Thursday 8 November 2007

Nebula and Phillip Delamore

Phillips Nebula Project

I've been researching light...and the Phillips Nebula Project is very similar to my project. I'm making bed lighting to soothe people to sleep - dimming like dusk. Nebula is interactive though, people can project any computer image or message on to the ceiling, they can scan anything in.

Emotionally durable design - it can change continually and personally.

My design falls down in that respect. However I do intend mine to be a beautiful, well made piece of functional bed-decoration. The dimming light should be a part of the users bed-time routine. In being a beautiful, comforting, daily part of the users life I hope it would not be gotten rid of. Anyhow, I will be thinking of ways my design could be interactive.

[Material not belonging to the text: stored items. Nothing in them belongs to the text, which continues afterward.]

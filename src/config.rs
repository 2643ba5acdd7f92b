//! Configuration constants and utilities for storeline
//!
//! Connection settings come from three places, highest priority first:
//! environment variables, the selected section of the INI profile file, and
//! the compiled-in defaults. The access key has no compiled-in default.

use ini::Ini;
use reqwest::Url;
use std::fmt;
use std::path::Path;

/// Default base URL of the photo API
pub const DEFAULT_BASE_URL: &str = "https://api.unsplash.com";

/// Default profile file path for storeline
pub const DEFAULT_PROFILE_PATH: &str = "~/.storeline/profile";

/// Default profile (INI section) name
pub const DEFAULT_PROFILE_NAME: &str = "default";

/// Environment variable name for overriding the profile path
pub const PROFILE_PATH_ENV_VAR: &str = "STORELINE_PROFILE_PATH";

/// Environment variable carrying the API access key
pub const ACCESS_KEY_ENV_VAR: &str = "STORELINE_ACCESS_KEY";

/// Environment variable overriding the API base URL
pub const BASE_URL_ENV_VAR: &str = "STORELINE_BASE_URL";

const BASE_URL_KEY: &str = "base_url";
const ACCESS_KEY_KEY: &str = "access_key";

/// Errors raised while resolving the client configuration
#[derive(Debug, thiserror::Error)]
pub enum ConfigError {
    #[error("no access key configured; set STORELINE_ACCESS_KEY or `access_key` in profile '{profile}'")]
    MissingAccessKey { profile: String },

    #[error("invalid base URL '{url}': {reason}")]
    InvalidBaseUrl { url: String, reason: String },

    #[error("failed to load profile file '{path}': {reason}")]
    Profile { path: String, reason: String },
}

/// Get the profile file path, checking environment variable first, then falling back to default
pub fn get_profile_path() -> String {
    std::env::var_os(PROFILE_PATH_ENV_VAR)
        .and_then(|val| val.into_string().ok())
        .unwrap_or_else(|| DEFAULT_PROFILE_PATH.to_string())
}

/// Settings read from one section of the profile file
#[derive(Debug, Clone, Default, PartialEq)]
pub struct Profile {
    base_url: Option<String>,
    access_key: Option<String>,
}

impl Profile {
    pub fn base_url(&self) -> Option<&str> {
        self.base_url.as_deref()
    }

    pub fn access_key(&self) -> Option<&str> {
        self.access_key.as_deref()
    }
}

/// INI-backed store of named connection profiles
#[derive(Debug, Clone)]
pub struct IniProfileStore {
    path: String,
}

impl IniProfileStore {
    pub fn new(path: &str) -> Self {
        Self {
            path: path.to_string(),
        }
    }

    /// Load a profile by name.
    ///
    /// A missing file or section yields `Ok(None)`; a file that exists but
    /// cannot be read or parsed is an error.
    pub fn get_profile(&self, name: &str) -> Result<Option<Profile>, ConfigError> {
        let expanded = shellexpand::tilde(&self.path).into_owned();
        if !Path::new(&expanded).exists() {
            tracing::debug!("Profile file '{}' does not exist", expanded);
            return Ok(None);
        }

        let ini = Ini::load_from_file(&expanded).map_err(|e| ConfigError::Profile {
            path: expanded.clone(),
            reason: e.to_string(),
        })?;

        Ok(ini.section(Some(name)).map(|section| Profile {
            base_url: non_blank(section.get(BASE_URL_KEY)),
            access_key: non_blank(section.get(ACCESS_KEY_KEY)),
        }))
    }
}

fn non_blank(value: Option<&str>) -> Option<String> {
    value
        .map(str::trim)
        .filter(|v| !v.is_empty())
        .map(str::to_string)
}

fn env_value(name: &str) -> Option<String> {
    std::env::var_os(name)
        .and_then(|val| val.into_string().ok())
        .and_then(|val| non_blank(Some(&val)))
}

/// Resolved connection settings for the photo API
#[derive(Clone)]
pub struct ClientConfig {
    base_url: Url,
    access_key: String,
}

impl ClientConfig {
    pub fn new(base_url: &str, access_key: impl Into<String>) -> Result<Self, ConfigError> {
        let base_url = Url::parse(base_url).map_err(|e| ConfigError::InvalidBaseUrl {
            url: base_url.to_string(),
            reason: e.to_string(),
        })?;
        if base_url.cannot_be_a_base() {
            return Err(ConfigError::InvalidBaseUrl {
                url: base_url.to_string(),
                reason: "URL cannot be used as a base".to_string(),
            });
        }

        Ok(Self {
            base_url,
            access_key: access_key.into(),
        })
    }

    /// Resolve the configuration for `profile_name` from the environment and
    /// the profile file at [`get_profile_path`].
    pub fn load(profile_name: &str) -> Result<Self, ConfigError> {
        let profile_path = get_profile_path();
        tracing::debug!("Loading profile '{}' from '{}'", profile_name, profile_path);

        let profile = IniProfileStore::new(&profile_path)
            .get_profile(profile_name)?
            .unwrap_or_else(|| {
                tracing::debug!("Profile '{}' not found, using blank profile", profile_name);
                Profile::default()
            });

        Self::resolve(
            profile_name,
            &profile,
            env_value(BASE_URL_ENV_VAR),
            env_value(ACCESS_KEY_ENV_VAR),
        )
    }

    fn resolve(
        profile_name: &str,
        profile: &Profile,
        env_base_url: Option<String>,
        env_access_key: Option<String>,
    ) -> Result<Self, ConfigError> {
        let base_url = env_base_url
            .or_else(|| profile.base_url().map(str::to_string))
            .unwrap_or_else(|| DEFAULT_BASE_URL.to_string());

        let access_key = env_access_key
            .or_else(|| profile.access_key().map(str::to_string))
            .ok_or_else(|| ConfigError::MissingAccessKey {
                profile: profile_name.to_string(),
            })?;

        Self::new(&base_url, access_key)
    }

    pub fn base_url(&self) -> &Url {
        &self.base_url
    }

    pub fn access_key(&self) -> &str {
        &self.access_key
    }
}

impl fmt::Debug for ClientConfig {
    fn fmt(&self, f: &mut fmt::Formatter<'_>) -> fmt::Result {
        f.debug_struct("ClientConfig")
            .field("base_url", &self.base_url.as_str())
            .field("access_key", &"<redacted>")
            .finish()
    }
}

#[cfg(test)]
mod tests {
    use super::*;
    use std::io::Write;

    fn write_profile(contents: &str) -> tempfile::NamedTempFile {
        let mut file = tempfile::NamedTempFile::new().unwrap();
        file.write_all(contents.as_bytes()).unwrap();
        file
    }

    #[test]
    fn test_default_profile_path() {
        assert_eq!(DEFAULT_PROFILE_PATH, "~/.storeline/profile");
    }

    #[test]
    fn test_env_var_names() {
        assert_eq!(PROFILE_PATH_ENV_VAR, "STORELINE_PROFILE_PATH");
        assert_eq!(ACCESS_KEY_ENV_VAR, "STORELINE_ACCESS_KEY");
        assert_eq!(BASE_URL_ENV_VAR, "STORELINE_BASE_URL");
    }

    #[test]
    fn test_get_profile_path_env_override() {
        // Save current env var state
        let original = std::env::var_os(PROFILE_PATH_ENV_VAR);

        let test_path = "/custom/profile/path";
        std::env::set_var(PROFILE_PATH_ENV_VAR, test_path);
        assert_eq!(get_profile_path(), test_path);

        std::env::remove_var(PROFILE_PATH_ENV_VAR);
        assert_eq!(get_profile_path(), DEFAULT_PROFILE_PATH);

        // Restore original state
        if let Some(val) = original {
            std::env::set_var(PROFILE_PATH_ENV_VAR, val);
        }
    }

    #[test]
    fn profile_store_should_read_named_section() {
        let file = write_profile(
            "[default]\nbase_url = http://localhost:9000\naccess_key = abc123\n\n[staging]\naccess_key = xyz\n",
        );
        let store = IniProfileStore::new(file.path().to_str().unwrap());

        let default = store.get_profile("default").unwrap().unwrap();
        assert_eq!(default.base_url(), Some("http://localhost:9000"));
        assert_eq!(default.access_key(), Some("abc123"));

        let staging = store.get_profile("staging").unwrap().unwrap();
        assert_eq!(staging.base_url(), None);
        assert_eq!(staging.access_key(), Some("xyz"));
    }

    #[test]
    fn profile_store_should_return_none_for_missing_section_or_file() {
        let file = write_profile("[default]\naccess_key = abc123\n");
        let store = IniProfileStore::new(file.path().to_str().unwrap());
        assert_eq!(store.get_profile("other").unwrap(), None);

        let missing = IniProfileStore::new("/definitely/not/here/profile");
        assert_eq!(missing.get_profile("default").unwrap(), None);
    }

    #[test]
    fn resolve_should_prefer_environment_over_profile() {
        let profile = Profile {
            base_url: Some("http://profile.example".to_string()),
            access_key: Some("profile-key".to_string()),
        };

        let config = ClientConfig::resolve(
            "default",
            &profile,
            Some("http://env.example".to_string()),
            Some("env-key".to_string()),
        )
        .unwrap();

        assert_eq!(config.base_url().as_str(), "http://env.example/");
        assert_eq!(config.access_key(), "env-key");
    }

    #[test]
    fn resolve_should_fall_back_to_default_base_url() {
        let profile = Profile {
            base_url: None,
            access_key: Some("profile-key".to_string()),
        };

        let config = ClientConfig::resolve("default", &profile, None, None).unwrap();
        assert_eq!(config.base_url().as_str(), "https://api.unsplash.com/");
        assert_eq!(config.access_key(), "profile-key");
    }

    #[test]
    fn resolve_should_fail_without_access_key() {
        let result = ClientConfig::resolve("work", &Profile::default(), None, None);
        assert!(matches!(
            result,
            Err(ConfigError::MissingAccessKey { ref profile }) if profile == "work"
        ));
    }

    #[test]
    fn new_should_reject_invalid_base_url() {
        let result = ClientConfig::new("not a url", "key");
        assert!(matches!(result, Err(ConfigError::InvalidBaseUrl { .. })));
    }

    #[test]
    fn debug_output_should_redact_access_key() {
        let config = ClientConfig::new("https://api.example.com", "super-secret").unwrap();
        let debug = format!("{config:?}");
        assert!(!debug.contains("super-secret"));
        assert!(debug.contains("<redacted>"));
    }
}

Also went to talk by Phillip Delamore - designer/researcher at LCF - about Digital Futures.

Similar to Cradle to Cradle he spoke about how our vision of the future hasn't changed since the 50's - but he sees a soft, organic, furry future.

One of his projects was an enormous repeat print, so big that no two garments had the same patterning - mass individualisation - meeting individual needs on a production level. Other examples were moving prints projected on to garments, photographs were taken and the customer chose from the stills which print they actually wanted.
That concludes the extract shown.